My menopause journey began about five years ago when I was around forty-six and started getting perimenopausal symptoms. I had no idea what they were, because back then there was very little information available and much less in the media than there is today.
I was working in a busy architecture’s practice with my husband when I started getting invisible symptoms like anxiety and loss of confidence. I became a bit agoraphobic and didn’t want to go out anywhere. I even started getting panicky about crossing a colleague on the stairs or going into meetings. I was still having regular periods and had no idea what was going on. I felt very different, as though I’d lost myself somewhere. I remember thinking what an earth was going on with me, I even thought I might have early onset dementia. I was feeling really hideous and not like myself.
Going into meetings and doing presentations became increasingly challenging because I was in a front-facing job, networking and presenting to clients. I also had crippling, debilitating fatigue and around mid-afternoon I would literally have to go upstairs and lie on the sofa. I was having a few hot sweats at night, but because I was still having my periods and I didn’t feel old enough, I didn’t link things together. Then one day, I remember getting dressed to go to a big meeting and I looked into the wardrobe and broke down because I couldn’t decide what to wear and I just wanted to get back into bed.
I thought there was something definitely wrong with me so I started researching frantically and joined the dots and realised I was going through the perimenopause, which I’d never heard of before. Eventually I started trying things like supplements but nothing worked and the symptoms continued to get worse. I was having bouts of anger and very bad PMT and PMDD. My social skills had left the building. I didn’t want to go out and sometimes I wanted to stay in bed and not entertain anyone. I became quite reclusive.
At work I was very open about the menopause and talked about it a lot to my colleagues. It did impact on my career because I felt so dreadful some days. I was very lucky and fortunate to be working in an environment where I could have time off if I needed it. A lot of women don’t have that luxury and I think if I’d been in a nine to five job, I would have struggled a lot more, especially with the tiredness and lack of confidence.

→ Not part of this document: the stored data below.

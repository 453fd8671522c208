//! RPC response types.

use serde::{Deserialize, Serialize};
use serde_json::Value;

use crate::error::RpcError;
use crate::request::RpcRequest;

/// Body written when an envelope cannot be serialized.
pub const FALLBACK_ERROR_BODY: &str =
    r#"{"code":-32603,"message":"Internal JSON-RPC error.","data":"response could not be encoded"}"#;

/// RPC success envelope.
#[derive(Debug, Clone, PartialEq, Serialize, Deserialize)]
pub struct RpcResponse {
    /// Protocol version echoed from the request.
    pub jsonrpc: String,
    /// Value returned by the method.
    pub result: Value,
    /// Request ID echoed from the request.
    pub id: i64,
}

impl RpcResponse {
    /// Create a success response answering `request`.
    pub fn success(request: RpcRequest, result: Value) -> Self {
        Self {
            jsonrpc: request.jsonrpc,
            result,
            id: request.id,
        }
    }
}

/// The single envelope written for one request.
#[derive(Debug, Clone, PartialEq, Serialize, Deserialize)]
#[serde(untagged)]
pub enum RpcReply {
    Success(RpcResponse),
    Error(RpcError),
}

impl RpcReply {
    /// Whether this reply is an error envelope.
    pub fn is_error(&self) -> bool {
        matches!(self, Self::Error(_))
    }

    /// Encode to the bytes written as the HTTP body.
    pub fn to_bytes(&self) -> Vec<u8> {
        encode_or_fallback(self)
    }
}

impl From<RpcResponse> for RpcReply {
    fn from(response: RpcResponse) -> Self {
        Self::Success(response)
    }
}

impl From<RpcError> for RpcReply {
    fn from(error: RpcError) -> Self {
        Self::Error(error)
    }
}

impl From<Result<RpcResponse, RpcError>> for RpcReply {
    fn from(result: Result<RpcResponse, RpcError>) -> Self {
        match result {
            Ok(response) => Self::Success(response),
            Err(error) => Self::Error(error),
        }
    }
}

/// Serialize `value` to JSON, or emit [`FALLBACK_ERROR_BODY`] if that fails.
///
/// Never returns an empty body.
pub fn encode_or_fallback<T: Serialize + ?Sized>(value: &T) -> Vec<u8> {
    match serde_json::to_vec(value) {
        Ok(bytes) => bytes,
        Err(_) => FALLBACK_ERROR_BODY.as_bytes().to_vec(),
    }
}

Luckily things are changing slowly and I think at some point all companies will need to have a policy in place.
I was with my husband for eight years and for probably half of that I was perimenopausal. I felt so dreadful that for a few months I ended up moving out and renting a house on my own with my son because I couldn’t deal with being around him or my stepchildren. I had to retreat in order to get myself back, to become resourceful again and get better. We stayed together but I remember blowing up once in front of my stepchildren and getting very angry about something and then having to apologise. Having a really low tolerance for people and noise can really affect you, and it did me. Eventually my husband and I split up and I think that the perimenopause definitely had an impact on my marriage ending.
I looked at HRT and then spoke to three different doctors at my GP practice and was very lucky that they were extremely supportive of HRT. They said that they thought if I felt so bad, I should try it. I decided to start on the patches and can’t remember how long it was before I began to feel better, but I think it took around three months until I started seeing a bit of a light. At the same time, I decided to take up coaching and it was very helpful to have someone to talk to as part of the training. I could open up and say how I was feeling because I was quite lonely as no one was really talking about the menopause.

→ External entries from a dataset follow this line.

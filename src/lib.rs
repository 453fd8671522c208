//! jrpc-server - Minimal JSON-RPC over HTTP
//!
//! This crate wires the dispatch core (`jrpc-dispatch`) to its outer
//! collaborators: layered configuration, logging, the built-in `Health`
//! service and the HTTP transport.

pub mod api;
pub mod config;
pub mod logging;
pub mod server;

pub use config::{CliOverrides, ConfigError, ServerConfig};
pub use jrpc_dispatch::{
    DispatchConfig, MethodError, MethodResult, Registry, RegistryBuilder, RegistrationError,
    RpcHandler,
};
pub use jrpc_protocol::{ErrorCode, RpcError, RpcReply, RpcRequest, RpcResponse};
pub use server::{build_router, AppState, HttpServer, ServeError};

/// Build the registry holding every built-in service.
pub fn default_registry() -> Result<Registry, RegistrationError> {
    let mut builder = RegistryBuilder::new();
    api::register_all(&mut builder)?;
    Ok(builder.build())
}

Eventually I didn’t get on with the sticky patches and went back to my GP where I was fitted with a Mirena coil with localised progesterone and an oestrogen gel. It made a huge difference to my symptoms.
I would say that people should do lots of research and if your GP fobs you off, go and get a second opinion. Log your symptoms over a couple of months and take it to your GP or specialist. There is so much information now, be your own advocate. You have the agency to make the changes you need. You are in charge, find what works for you.